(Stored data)
****************
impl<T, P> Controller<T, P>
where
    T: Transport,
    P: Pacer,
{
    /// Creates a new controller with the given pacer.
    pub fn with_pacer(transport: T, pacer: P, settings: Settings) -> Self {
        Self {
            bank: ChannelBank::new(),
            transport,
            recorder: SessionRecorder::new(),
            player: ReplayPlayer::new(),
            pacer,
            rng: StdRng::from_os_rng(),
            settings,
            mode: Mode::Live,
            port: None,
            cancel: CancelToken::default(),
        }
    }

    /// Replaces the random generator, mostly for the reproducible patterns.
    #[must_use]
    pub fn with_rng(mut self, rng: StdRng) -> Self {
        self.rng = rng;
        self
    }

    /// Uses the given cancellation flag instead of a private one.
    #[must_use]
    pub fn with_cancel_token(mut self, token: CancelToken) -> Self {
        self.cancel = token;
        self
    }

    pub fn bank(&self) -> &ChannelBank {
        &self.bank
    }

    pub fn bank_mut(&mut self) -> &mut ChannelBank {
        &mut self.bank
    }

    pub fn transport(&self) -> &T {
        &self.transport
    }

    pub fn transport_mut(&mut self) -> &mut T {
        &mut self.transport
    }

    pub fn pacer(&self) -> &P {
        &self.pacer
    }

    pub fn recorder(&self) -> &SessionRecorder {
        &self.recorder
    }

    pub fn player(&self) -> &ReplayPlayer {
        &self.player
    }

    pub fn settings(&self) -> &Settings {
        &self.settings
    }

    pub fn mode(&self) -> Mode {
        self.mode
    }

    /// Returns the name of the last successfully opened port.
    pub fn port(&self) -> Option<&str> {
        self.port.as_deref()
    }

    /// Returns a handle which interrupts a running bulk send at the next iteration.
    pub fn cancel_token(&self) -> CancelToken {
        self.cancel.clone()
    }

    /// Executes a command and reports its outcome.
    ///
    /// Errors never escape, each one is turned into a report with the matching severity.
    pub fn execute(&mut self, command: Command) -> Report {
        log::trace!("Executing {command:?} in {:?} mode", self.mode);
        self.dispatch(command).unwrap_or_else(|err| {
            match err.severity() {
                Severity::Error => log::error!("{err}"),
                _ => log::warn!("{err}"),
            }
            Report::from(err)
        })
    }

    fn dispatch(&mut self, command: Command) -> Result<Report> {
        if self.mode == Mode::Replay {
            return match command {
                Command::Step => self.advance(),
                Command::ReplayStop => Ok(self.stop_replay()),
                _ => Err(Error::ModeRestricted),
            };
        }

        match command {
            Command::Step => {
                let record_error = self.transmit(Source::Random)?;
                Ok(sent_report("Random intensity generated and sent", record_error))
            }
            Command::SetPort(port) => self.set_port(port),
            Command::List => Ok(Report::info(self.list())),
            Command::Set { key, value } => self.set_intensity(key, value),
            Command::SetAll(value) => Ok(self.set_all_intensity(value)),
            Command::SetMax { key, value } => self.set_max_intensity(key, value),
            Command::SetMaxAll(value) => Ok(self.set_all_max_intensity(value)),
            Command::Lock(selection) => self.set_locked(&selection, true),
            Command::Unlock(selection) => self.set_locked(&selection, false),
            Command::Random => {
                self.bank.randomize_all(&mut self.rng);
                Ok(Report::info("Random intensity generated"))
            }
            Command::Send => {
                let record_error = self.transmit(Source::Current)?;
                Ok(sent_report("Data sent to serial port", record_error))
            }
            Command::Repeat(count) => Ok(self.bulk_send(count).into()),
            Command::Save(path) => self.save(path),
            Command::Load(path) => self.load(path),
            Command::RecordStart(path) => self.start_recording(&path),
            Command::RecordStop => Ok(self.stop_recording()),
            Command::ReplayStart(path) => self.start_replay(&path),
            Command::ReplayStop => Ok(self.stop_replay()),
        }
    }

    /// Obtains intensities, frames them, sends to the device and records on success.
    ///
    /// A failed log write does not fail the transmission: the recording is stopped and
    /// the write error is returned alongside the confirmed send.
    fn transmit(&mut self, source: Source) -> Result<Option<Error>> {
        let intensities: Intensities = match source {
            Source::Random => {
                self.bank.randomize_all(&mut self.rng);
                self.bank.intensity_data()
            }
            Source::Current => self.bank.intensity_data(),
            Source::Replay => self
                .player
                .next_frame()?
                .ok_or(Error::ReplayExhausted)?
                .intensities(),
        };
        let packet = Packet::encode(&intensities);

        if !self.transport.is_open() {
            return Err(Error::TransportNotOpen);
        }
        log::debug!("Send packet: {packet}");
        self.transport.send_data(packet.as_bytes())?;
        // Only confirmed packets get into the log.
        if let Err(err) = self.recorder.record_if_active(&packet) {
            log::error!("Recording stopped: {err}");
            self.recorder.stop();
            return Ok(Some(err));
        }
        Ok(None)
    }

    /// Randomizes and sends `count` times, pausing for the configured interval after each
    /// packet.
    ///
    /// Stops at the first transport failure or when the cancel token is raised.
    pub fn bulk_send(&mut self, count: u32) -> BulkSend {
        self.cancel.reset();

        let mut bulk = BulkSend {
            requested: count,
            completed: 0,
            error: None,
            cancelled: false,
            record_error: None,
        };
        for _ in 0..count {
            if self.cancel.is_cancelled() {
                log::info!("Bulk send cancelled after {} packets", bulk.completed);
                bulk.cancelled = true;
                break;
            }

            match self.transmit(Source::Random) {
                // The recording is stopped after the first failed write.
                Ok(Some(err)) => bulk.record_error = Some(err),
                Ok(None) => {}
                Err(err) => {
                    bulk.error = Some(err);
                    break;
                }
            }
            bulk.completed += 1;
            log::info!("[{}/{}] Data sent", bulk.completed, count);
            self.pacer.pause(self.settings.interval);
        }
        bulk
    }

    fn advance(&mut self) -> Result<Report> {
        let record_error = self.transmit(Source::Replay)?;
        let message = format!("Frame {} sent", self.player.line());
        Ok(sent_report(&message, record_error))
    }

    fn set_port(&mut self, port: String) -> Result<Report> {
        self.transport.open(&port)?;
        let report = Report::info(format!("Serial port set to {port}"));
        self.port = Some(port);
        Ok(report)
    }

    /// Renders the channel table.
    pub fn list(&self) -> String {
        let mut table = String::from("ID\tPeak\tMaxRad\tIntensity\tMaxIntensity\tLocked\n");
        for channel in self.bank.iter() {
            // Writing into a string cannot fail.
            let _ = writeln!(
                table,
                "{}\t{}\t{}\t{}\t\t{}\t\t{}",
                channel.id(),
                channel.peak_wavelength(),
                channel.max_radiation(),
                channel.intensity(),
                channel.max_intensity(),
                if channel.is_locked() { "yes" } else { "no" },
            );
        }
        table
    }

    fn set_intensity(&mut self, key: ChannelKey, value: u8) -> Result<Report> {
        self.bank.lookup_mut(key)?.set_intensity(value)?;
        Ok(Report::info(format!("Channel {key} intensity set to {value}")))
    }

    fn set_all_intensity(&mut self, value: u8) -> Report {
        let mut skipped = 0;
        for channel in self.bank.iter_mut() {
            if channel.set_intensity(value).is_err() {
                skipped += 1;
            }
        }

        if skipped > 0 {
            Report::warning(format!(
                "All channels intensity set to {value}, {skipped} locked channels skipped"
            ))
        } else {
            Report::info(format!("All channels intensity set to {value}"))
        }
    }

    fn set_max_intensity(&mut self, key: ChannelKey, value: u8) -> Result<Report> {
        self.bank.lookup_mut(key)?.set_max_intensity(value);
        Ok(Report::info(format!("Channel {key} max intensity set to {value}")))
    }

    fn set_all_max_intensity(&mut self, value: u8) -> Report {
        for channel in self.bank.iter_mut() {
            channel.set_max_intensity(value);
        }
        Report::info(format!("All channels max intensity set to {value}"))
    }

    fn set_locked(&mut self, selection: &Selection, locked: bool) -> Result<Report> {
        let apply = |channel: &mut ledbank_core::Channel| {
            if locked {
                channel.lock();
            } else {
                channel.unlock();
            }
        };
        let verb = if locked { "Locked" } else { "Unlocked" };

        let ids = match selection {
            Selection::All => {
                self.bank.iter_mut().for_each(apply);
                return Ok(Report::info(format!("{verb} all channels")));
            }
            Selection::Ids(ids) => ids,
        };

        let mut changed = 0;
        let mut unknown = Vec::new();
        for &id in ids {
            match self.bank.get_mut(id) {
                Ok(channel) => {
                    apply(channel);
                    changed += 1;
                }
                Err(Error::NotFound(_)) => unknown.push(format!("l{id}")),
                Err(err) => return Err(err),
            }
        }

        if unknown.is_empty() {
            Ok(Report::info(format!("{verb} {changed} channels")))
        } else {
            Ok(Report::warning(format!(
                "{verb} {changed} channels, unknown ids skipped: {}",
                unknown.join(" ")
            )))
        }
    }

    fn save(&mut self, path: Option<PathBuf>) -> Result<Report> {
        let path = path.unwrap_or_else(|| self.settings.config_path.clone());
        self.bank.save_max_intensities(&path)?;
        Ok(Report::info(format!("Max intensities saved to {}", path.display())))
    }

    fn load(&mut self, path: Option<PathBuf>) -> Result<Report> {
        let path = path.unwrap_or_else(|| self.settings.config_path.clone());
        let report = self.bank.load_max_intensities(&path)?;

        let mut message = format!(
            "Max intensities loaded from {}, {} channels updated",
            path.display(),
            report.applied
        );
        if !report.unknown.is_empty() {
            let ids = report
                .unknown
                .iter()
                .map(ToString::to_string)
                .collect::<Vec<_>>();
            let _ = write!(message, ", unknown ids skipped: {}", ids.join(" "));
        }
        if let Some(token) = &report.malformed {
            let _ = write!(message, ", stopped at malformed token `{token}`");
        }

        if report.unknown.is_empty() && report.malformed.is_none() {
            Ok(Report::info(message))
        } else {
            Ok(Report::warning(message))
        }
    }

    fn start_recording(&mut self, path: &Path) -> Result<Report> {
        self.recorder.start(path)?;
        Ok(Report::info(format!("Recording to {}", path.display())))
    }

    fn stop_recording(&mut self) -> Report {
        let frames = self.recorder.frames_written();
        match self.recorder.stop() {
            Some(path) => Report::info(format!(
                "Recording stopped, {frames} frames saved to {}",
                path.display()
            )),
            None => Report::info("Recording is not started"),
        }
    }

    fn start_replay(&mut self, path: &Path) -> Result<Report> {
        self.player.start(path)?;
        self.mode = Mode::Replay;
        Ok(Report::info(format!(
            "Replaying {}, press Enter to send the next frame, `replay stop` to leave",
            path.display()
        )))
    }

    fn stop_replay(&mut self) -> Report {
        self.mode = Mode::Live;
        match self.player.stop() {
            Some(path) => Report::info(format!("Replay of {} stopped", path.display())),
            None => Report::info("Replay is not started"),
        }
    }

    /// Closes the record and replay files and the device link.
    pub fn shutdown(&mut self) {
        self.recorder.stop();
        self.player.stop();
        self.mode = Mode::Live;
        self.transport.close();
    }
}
****************
- **About this task**
Give only the lines from the one holding "pub fn with_pacer(transport: T, pacer: P, settings: Settings)" through the one holding "pub fn transport_mut(&mut", each restated exactly as it appears above.

- **Task solution**
    pub fn with_pacer(transport: T, pacer: P, settings: Settings) -> Self {
        Self {
            bank: ChannelBank::new(),
            transport,
            recorder: SessionRecorder::new(),
            player: ReplayPlayer::new(),
            pacer,
            rng: StdRng::from_os_rng(),
            settings,
            mode: Mode::Live,
            port: None,
            cancel: CancelToken::default(),
        }
    }

    /// Replaces the random generator, mostly for the reproducible patterns.
    #[must_use]
    pub fn with_rng(mut self, rng: StdRng) -> Self {
        self.rng = rng;
        self
    }

    /// Uses the given cancellation flag instead of a private one.
    #[must_use]
    pub fn with_cancel_token(mut self, token: CancelToken) -> Self {
        self.cancel = token;
        self
    }

    pub fn bank(&self) -> &ChannelBank {
        &self.bank
    }

    pub fn bank_mut(&mut self) -> &mut ChannelBank {
        &mut self.bank
    }

    pub fn transport(&self) -> &T {
        &self.transport
    }

    pub fn transport_mut(&mut self) -> &mut T {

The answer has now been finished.